Thursday, March 22, 2012

Font Day 2: Roche Fin Climbing

On our second day in Font we managed to rent a pad, so we headed to an Roche Fin in the Trois Pignons area. We were recommended an orange circuit by the Scottish couple we met at Cuvier that they said they really enjoyed because it had a lot of variation in techniques and most of the problems weren't too high off the ground. That sounded just like what we were after.

In Fontainebleau, many of the boulder problems are organized into circuits of varying difficulty. Yellow circuits are easy and have climbs completely in the easier VB grades (2a-3a). Orange circuits are a bit harder but still fall into the VB to maybe v0 range (3a-4a)... in theory. (In reality, many of the problems felt like they were much harder than this!) It keeps going up: blue, red, black, white, etc. The circuits consist of numerous problems that are to be done in a specific order. The routes are marked with little arrows painted onto the rock in the color of the circuit your doing. Often dots will indicate where your foot level should be for a traverse, and other arrows will indicate the top-out direction.

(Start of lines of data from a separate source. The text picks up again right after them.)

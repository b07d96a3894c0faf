//! Topic tables: the bridge between free-text queries and curated verse
//! sets.
//!
//! Two independent keyword tables exist by design: the curated table
//! ([`TopicTable`]) carries hand-picked best-lists with narrow trigger
//! keywords, while the detection table ([`QueryTopics`]) carries broader
//! query-side synonyms feeding the inverted index. Their keyword sets and
//! topic-name spaces overlap only partially; unifying them would be a
//! behaviour change, not a cleanup.

use serde::{Deserialize, Serialize};

use crate::{Error, Result, corpus::Corpus, verse::VerseId};

// ─── Curated topics ──────────────────────────────────────────────────────────

/// A named category with hand-picked verses, ordered by relevance, and the
/// trigger keywords that select it.
#[derive(Debug, Clone, Serialize, Deserialize)]
pub struct CuratedTopic {
  pub id:       String,
  /// Display label shown on the topic menu.
  pub label:    String,
  #[serde(default)]
  pub keywords: Vec<String>,
  /// Curated best-list, in priority order.
  #[serde(default)]
  pub best:     Vec<VerseId>,
}

/// Ordered curated-topic table; order is the tier-2 scan order.
#[derive(Debug, Clone, Default, Serialize, Deserialize)]
#[serde(transparent)]
pub struct TopicTable {
  topics: Vec<CuratedTopic>,
}

impl TopicTable {
  pub fn new(topics: Vec<CuratedTopic>) -> Self { Self { topics } }

  pub fn get(&self, id: &str) -> Option<&CuratedTopic> {
    self.topics.iter().find(|t| t.id == id)
  }

  pub fn iter(&self) -> impl Iterator<Item = &CuratedTopic> {
    self.topics.iter()
  }

  pub fn len(&self) -> usize { self.topics.len() }

  pub fn is_empty(&self) -> bool { self.topics.is_empty() }

  /// Referential-integrity check: every curated best-list id must exist in
  /// the corpus. Run once at startup.
  pub fn validate(&self, corpus: &Corpus) -> Result<()> {
    for topic in &self.topics {
      for id in &topic.best {
        if !corpus.contains(id) {
          return Err(Error::DanglingTopicVerse {
            topic: topic.id.clone(),
            id:    *id,
          });
        }
      }
    }
    Ok(())
  }
}

// ─── Detection table ─────────────────────────────────────────────────────────

/// One detection entry: a topic label with its query-side synonyms.
#[derive(Debug, Clone, Serialize, Deserialize)]
pub struct TopicKeywords {
  pub topic:    String,
  pub keywords: Vec<String>,
}

/// Broad keyword → topic detection table used by the keyword-index tier.
#[derive(Debug, Clone, Default, Serialize, Deserialize)]
#[serde(transparent)]
pub struct QueryTopics {
  entries: Vec<TopicKeywords>,
}

impl QueryTopics {
  pub fn new(entries: Vec<TopicKeywords>) -> Self { Self { entries } }

  /// Topics whose keywords substring-match the query, case-insensitively.
  /// One hit per topic is enough; table order is preserved.
  pub fn detect(&self, query: &str) -> Vec<&str> {
    let query_lower = query.to_lowercase();
    self
      .entries
      .iter()
      .filter(|e| {
        e.keywords
          .iter()
          .any(|kw| query_lower.contains(&kw.to_lowercase()))
      })
      .map(|e| e.topic.as_str())
      .collect()
  }

  /// The built-in Hindi/English/Hinglish detection table.
  pub fn builtin() -> Self {
    fn entry(topic: &str, keywords: &[&str]) -> TopicKeywords {
      TopicKeywords {
        topic:    topic.to_owned(),
        keywords: keywords.iter().map(|k| (*k).to_owned()).collect(),
      }
    }

    Self::new(vec![
      entry("karma", &["काम", "कर्म", "करना", "कर्तव्य", "जिम्मेदारी", "duty", "work", "action"]),
      entry("dharma", &["धर्म", "सही", "गलत", "न्याय", "right", "wrong", "ethics"]),
      entry("bhakti", &["भक्ति", "प्रार्थना", "पूजा", "भगवान", "ईश्वर", "prayer", "god", "devotion"]),
      entry("gyan", &["ज्ञान", "समझ", "सीखना", "knowledge", "wisdom", "understanding"]),
      entry("atma", &["आत्मा", "soul", "spirit", "self"]),
      entry("mrityu", &["मृत्यु", "मौत", "death", "dying", "मरना"]),
      entry("krodh", &["गुस्सा", "क्रोध", "anger", "angry", "irritation"]),
      entry("bhay", &["डर", "भय", "घबराहट", "चिंता", "fear", "anxiety", "worried", "scared"]),
      entry("shanti", &["शांति", "peace", "calm", "peaceful"]),
      entry("dukh", &["दुख", "तकलीफ", "परेशानी", "sad", "unhappy", "suffering", "pain", "problem"]),
      entry("sukh", &["खुशी", "सुख", "happy", "happiness", "joy"]),
      entry("moha", &["लगाव", "मोह", "attachment", "obsession"]),
      entry("tyag", &["त्याग", "छोड़ना", "let go", "renounce", "sacrifice"]),
      entry("man", &["मन", "सोच", "विचार", "mind", "thoughts", "thinking"]),
      entry("parivar", &["परिवार", "घर", "बच्चे", "पति", "पत्नी", "माता", "पिता", "family", "parents", "children"]),
      entry("shraddha", &["विश्वास", "भरोसा", "faith", "trust", "believe"]),
      entry("dhyan", &["ध्यान", "meditation", "focus", "concentrate"]),
    ])
  }
}

// ─── Inverted index ──────────────────────────────────────────────────────────

/// One inverted-index entry: a topic with the verses tagged under it, in
/// index-insertion order (the tie-break order for equal scores).
#[derive(Debug, Clone, Serialize, Deserialize)]
pub struct TopicVerses {
  pub topic:  String,
  pub verses: Vec<VerseId>,
}

/// Topic → verse-id inverted index, built offline from verse tags.
#[derive(Debug, Clone, Default, Serialize, Deserialize)]
#[serde(transparent)]
pub struct TopicIndex {
  entries: Vec<TopicVerses>,
}

impl TopicIndex {
  pub fn new(entries: Vec<TopicVerses>) -> Self { Self { entries } }

  pub fn get(&self, topic: &str) -> Option<&[VerseId]> {
    self
      .entries
      .iter()
      .find(|e| e.topic == topic)
      .map(|e| e.verses.as_slice())
  }

  pub fn is_empty(&self) -> bool { self.entries.is_empty() }
}

#[cfg(test)]
mod tests {
  use super::*;
  use crate::corpus::tests::small_corpus;

  #[test]
  fn detect_matches_hindi_and_english_keywords() {
    let table = QueryTopics::builtin();
    assert_eq!(table.detect("मुझे गुस्सा आता है"), vec!["krodh"]);
    assert_eq!(table.detect("I feel ANGER rising"), vec!["krodh"]);
    assert!(table.detect("xyzzy").is_empty());
  }

  #[test]
  fn detect_reports_each_topic_once_in_table_order() {
    let table = QueryTopics::builtin();
    let detected = table.detect("कर्म और धर्म में गुस्सा");
    assert_eq!(detected, vec!["karma", "dharma", "krodh"]);
  }

  #[test]
  fn validate_rejects_dangling_best_list() {
    let corpus = small_corpus();
    let table = TopicTable::new(vec![CuratedTopic {
      id:       "krodh".to_owned(),
      label:    "गुस्सा".to_owned(),
      keywords: vec!["गुस्सा".to_owned()],
      best:     vec![VerseId::new(9, 9)],
    }]);
    assert!(matches!(
      table.validate(&corpus),
      Err(Error::DanglingTopicVerse { .. })
    ));
  }

  #[test]
  fn validate_accepts_known_ids() {
    let corpus = small_corpus();
    let table = TopicTable::new(vec![CuratedTopic {
      id:       "krodh".to_owned(),
      label:    "गुस्सा".to_owned(),
      keywords: vec!["गुस्सा".to_owned()],
      best:     vec![VerseId::new(1, 1), VerseId::new(2, 2)],
    }]);
    assert!(table.validate(&corpus).is_ok());
  }
}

The orange circuit we chose had 40 problems in total, and many of them felt a bit harder than VB. A couple could easily have been V2 or V3 in bishop. This circuit was definitely more technical than powerful, which was nice. It forced a number of interesting moves like mantles and highsteps, and a number of problems got high enough off the ground that good concentration was a necessity.

I managed to complete the whole thing with no falls (*) and spent the rest of our time working on some red circuit routes in the 5b range. I also got on a roof problem called Mémoire d'Outre Tombe 7a+. I got to the crux past the roof, but couldn't pull the move. I also jumped on some really hard sit start overhang, but I couldn't find it on any maps.

* Truth be told, I had to down climb one route that I got off-route on, but I sent it the very next go. So my flash probably doesn't count by local standards!